Source records
■ ■ ■
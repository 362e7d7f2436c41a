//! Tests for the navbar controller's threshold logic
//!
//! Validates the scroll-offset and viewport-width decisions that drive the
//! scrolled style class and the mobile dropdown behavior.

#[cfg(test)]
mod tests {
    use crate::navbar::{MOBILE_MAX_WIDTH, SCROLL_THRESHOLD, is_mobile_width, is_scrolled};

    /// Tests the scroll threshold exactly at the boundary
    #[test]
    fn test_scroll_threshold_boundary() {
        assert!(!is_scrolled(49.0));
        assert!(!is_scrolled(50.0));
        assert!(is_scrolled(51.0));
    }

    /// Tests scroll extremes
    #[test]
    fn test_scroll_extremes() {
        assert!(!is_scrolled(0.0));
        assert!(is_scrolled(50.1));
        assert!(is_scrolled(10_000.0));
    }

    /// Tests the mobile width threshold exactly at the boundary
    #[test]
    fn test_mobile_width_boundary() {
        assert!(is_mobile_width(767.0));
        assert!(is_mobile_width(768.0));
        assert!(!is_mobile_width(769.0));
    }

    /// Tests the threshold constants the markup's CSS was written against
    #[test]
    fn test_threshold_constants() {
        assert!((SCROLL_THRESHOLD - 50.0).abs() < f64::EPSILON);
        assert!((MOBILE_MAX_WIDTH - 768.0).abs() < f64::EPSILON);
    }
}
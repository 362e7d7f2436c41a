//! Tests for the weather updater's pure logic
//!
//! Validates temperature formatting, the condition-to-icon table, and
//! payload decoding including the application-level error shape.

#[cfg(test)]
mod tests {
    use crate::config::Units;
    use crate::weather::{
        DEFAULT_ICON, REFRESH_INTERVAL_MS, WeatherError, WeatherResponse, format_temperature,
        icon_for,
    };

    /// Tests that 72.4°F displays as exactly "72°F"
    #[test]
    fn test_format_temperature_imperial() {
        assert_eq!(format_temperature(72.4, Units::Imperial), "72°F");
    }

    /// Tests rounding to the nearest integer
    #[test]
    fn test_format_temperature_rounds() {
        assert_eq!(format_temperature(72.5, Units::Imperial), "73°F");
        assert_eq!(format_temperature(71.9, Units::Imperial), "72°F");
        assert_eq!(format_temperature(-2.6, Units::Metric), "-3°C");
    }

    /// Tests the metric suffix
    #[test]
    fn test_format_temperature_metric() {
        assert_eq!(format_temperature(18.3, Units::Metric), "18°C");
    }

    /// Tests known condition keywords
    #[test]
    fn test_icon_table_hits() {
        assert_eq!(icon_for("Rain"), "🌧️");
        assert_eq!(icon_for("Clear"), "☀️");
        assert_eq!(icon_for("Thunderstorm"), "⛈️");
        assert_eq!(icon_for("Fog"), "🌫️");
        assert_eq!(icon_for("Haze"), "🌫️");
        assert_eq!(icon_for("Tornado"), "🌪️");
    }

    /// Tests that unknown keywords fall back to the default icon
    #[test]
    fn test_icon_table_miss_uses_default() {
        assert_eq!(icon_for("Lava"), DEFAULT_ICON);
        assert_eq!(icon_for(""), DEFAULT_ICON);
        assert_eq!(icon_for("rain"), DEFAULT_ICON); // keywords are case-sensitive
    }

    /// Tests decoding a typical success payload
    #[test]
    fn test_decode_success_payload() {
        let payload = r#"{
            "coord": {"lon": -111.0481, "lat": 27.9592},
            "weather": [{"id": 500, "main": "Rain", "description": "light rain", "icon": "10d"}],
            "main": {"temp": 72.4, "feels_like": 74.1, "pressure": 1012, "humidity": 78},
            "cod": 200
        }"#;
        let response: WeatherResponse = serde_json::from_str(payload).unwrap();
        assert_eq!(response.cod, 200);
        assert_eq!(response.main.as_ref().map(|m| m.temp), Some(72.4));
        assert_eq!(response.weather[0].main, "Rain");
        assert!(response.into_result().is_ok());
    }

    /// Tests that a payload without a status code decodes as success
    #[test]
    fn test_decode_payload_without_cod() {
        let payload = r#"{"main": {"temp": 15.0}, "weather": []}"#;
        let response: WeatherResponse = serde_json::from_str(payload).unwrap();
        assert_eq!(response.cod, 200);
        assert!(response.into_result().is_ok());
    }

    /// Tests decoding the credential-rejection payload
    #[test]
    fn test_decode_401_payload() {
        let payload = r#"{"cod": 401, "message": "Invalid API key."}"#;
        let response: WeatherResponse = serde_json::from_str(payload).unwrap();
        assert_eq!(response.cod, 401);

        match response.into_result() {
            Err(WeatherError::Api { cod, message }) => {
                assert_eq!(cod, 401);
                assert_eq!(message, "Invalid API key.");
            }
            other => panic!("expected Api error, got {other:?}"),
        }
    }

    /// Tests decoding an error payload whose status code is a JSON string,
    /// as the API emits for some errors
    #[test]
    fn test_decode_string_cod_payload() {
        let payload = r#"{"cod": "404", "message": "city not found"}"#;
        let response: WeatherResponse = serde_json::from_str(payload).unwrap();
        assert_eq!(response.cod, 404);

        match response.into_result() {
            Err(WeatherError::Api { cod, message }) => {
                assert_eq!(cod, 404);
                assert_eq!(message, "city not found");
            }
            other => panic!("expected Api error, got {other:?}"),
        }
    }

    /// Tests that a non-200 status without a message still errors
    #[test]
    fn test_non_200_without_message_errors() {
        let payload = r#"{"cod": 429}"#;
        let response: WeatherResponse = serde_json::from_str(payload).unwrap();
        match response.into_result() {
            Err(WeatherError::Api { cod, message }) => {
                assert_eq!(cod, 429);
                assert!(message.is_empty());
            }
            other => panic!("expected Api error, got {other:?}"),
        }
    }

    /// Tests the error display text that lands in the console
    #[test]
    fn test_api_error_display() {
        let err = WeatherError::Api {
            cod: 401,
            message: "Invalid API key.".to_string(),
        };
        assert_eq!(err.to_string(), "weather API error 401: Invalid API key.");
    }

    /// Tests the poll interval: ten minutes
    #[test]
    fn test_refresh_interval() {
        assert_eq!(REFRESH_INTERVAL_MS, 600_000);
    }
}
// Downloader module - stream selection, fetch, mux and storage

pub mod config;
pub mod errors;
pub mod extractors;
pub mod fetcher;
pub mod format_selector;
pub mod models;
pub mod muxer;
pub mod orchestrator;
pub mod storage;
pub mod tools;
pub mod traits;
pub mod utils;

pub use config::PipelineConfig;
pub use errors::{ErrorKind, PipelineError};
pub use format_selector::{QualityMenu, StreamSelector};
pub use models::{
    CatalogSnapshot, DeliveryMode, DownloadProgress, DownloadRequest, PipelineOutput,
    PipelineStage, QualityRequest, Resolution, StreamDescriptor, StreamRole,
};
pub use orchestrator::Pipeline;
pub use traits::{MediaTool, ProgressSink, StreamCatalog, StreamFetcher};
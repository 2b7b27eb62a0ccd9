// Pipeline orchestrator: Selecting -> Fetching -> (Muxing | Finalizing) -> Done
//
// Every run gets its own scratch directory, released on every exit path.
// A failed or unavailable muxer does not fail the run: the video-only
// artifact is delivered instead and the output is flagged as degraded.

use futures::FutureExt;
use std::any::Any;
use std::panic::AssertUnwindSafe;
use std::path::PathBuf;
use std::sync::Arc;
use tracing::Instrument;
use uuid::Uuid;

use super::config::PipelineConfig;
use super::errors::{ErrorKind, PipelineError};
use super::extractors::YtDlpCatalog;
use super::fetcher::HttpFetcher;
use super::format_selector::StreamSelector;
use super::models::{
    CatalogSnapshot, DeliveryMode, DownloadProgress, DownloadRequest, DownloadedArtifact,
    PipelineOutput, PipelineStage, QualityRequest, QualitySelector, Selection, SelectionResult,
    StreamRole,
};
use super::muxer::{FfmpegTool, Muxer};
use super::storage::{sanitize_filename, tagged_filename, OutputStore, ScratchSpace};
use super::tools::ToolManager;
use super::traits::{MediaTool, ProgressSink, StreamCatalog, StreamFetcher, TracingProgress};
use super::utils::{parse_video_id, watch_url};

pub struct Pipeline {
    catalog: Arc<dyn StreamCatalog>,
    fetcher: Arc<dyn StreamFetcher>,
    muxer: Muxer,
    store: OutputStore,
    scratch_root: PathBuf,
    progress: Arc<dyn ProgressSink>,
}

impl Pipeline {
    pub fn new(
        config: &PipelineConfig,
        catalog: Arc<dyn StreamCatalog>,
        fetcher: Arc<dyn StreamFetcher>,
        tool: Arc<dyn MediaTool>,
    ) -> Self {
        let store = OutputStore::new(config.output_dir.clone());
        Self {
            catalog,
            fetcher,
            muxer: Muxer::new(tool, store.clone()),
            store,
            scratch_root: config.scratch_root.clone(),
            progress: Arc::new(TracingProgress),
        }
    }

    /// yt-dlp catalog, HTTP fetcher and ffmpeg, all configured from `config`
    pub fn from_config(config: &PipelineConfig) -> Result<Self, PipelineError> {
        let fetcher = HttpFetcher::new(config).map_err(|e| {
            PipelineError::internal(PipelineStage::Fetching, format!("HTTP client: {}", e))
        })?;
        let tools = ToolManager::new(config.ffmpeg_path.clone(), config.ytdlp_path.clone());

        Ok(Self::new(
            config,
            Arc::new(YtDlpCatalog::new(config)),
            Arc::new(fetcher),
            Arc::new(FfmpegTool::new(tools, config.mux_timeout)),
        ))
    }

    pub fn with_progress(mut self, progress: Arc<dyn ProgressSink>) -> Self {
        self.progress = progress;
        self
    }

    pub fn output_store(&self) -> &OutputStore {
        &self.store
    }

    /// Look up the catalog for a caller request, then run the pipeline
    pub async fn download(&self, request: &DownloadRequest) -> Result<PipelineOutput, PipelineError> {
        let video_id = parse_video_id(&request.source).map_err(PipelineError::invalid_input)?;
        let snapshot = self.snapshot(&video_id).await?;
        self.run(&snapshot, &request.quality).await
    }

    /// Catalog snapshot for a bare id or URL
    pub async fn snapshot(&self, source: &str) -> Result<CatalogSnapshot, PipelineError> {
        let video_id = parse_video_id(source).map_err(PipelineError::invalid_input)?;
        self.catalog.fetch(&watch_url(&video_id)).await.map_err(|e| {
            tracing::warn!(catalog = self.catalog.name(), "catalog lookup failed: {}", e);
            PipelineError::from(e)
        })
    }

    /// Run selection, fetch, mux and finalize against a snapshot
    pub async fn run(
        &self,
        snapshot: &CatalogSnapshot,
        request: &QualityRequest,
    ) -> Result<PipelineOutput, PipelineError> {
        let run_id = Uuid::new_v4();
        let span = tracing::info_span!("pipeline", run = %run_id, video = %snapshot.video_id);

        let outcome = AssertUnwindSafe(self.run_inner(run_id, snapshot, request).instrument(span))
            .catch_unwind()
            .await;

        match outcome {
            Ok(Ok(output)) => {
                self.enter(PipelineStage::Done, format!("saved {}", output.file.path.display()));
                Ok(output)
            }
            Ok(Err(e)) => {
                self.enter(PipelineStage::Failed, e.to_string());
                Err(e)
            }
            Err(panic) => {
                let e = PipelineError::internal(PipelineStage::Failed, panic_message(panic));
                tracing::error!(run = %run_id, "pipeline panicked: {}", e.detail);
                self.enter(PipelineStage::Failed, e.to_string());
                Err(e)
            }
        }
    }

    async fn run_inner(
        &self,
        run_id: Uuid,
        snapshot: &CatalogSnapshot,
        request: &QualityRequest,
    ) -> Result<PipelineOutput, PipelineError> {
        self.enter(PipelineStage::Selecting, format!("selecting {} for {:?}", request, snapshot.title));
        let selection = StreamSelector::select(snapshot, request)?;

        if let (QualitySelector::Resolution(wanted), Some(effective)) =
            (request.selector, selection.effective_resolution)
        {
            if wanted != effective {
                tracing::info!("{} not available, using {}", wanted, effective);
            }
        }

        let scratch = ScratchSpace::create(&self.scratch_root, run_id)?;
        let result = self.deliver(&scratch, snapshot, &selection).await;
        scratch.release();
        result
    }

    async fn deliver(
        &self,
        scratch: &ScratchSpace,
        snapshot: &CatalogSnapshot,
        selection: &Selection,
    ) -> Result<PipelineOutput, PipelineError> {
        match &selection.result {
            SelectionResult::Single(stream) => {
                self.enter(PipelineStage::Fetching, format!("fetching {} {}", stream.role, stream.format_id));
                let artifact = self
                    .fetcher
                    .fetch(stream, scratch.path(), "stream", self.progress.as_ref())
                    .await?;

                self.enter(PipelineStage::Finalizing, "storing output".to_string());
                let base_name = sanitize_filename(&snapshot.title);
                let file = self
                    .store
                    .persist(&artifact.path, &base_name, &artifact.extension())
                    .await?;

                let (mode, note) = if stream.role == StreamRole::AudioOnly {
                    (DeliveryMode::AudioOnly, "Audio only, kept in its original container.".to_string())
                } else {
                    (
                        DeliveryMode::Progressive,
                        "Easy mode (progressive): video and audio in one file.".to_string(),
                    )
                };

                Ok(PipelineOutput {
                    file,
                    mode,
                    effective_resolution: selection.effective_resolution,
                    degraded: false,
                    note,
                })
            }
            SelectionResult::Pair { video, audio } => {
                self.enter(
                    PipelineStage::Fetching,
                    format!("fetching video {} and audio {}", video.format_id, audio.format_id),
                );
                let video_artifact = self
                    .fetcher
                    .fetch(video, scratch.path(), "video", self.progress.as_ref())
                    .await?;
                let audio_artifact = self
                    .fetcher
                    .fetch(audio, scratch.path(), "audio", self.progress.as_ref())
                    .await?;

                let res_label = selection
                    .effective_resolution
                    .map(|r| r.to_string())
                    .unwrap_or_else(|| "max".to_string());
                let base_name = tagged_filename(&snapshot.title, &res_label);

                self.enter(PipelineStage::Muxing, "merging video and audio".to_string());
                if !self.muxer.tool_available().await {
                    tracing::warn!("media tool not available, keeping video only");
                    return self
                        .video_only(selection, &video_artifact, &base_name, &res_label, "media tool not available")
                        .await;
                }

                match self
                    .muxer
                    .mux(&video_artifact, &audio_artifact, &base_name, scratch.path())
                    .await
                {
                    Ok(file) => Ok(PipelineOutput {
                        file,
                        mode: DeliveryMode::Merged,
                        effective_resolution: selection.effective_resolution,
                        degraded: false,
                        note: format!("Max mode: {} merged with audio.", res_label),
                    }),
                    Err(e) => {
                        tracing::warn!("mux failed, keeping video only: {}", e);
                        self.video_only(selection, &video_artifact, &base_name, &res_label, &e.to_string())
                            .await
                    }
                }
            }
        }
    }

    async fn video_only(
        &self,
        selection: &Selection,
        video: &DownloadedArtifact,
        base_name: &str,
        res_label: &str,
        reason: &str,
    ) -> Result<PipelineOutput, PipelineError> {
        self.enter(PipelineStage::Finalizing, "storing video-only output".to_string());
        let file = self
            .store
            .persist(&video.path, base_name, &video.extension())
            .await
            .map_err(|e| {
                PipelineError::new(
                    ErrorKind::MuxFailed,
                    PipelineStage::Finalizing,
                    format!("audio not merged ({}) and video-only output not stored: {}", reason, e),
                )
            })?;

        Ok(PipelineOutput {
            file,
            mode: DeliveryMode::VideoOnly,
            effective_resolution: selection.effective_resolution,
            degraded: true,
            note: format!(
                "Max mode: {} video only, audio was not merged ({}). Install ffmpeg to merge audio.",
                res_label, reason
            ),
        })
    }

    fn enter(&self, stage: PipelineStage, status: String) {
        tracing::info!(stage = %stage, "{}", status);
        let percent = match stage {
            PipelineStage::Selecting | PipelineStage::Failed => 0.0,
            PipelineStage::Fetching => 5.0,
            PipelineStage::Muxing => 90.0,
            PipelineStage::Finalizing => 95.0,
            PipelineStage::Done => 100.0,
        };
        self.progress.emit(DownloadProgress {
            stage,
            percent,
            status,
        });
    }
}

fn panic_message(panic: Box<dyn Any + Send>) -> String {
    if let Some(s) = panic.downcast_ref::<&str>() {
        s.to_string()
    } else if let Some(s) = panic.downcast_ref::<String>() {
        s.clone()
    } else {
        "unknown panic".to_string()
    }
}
■ ■ ■
_WHAT IS EXPECTED_
Each line above with the word "extension" needs to be copied.

_SOLUTION TO THIS EXERCISE_
                    .persist(&artifact.path, &base_name, &artifact.extension())
            .persist(&video.path, base_name, &video.extension())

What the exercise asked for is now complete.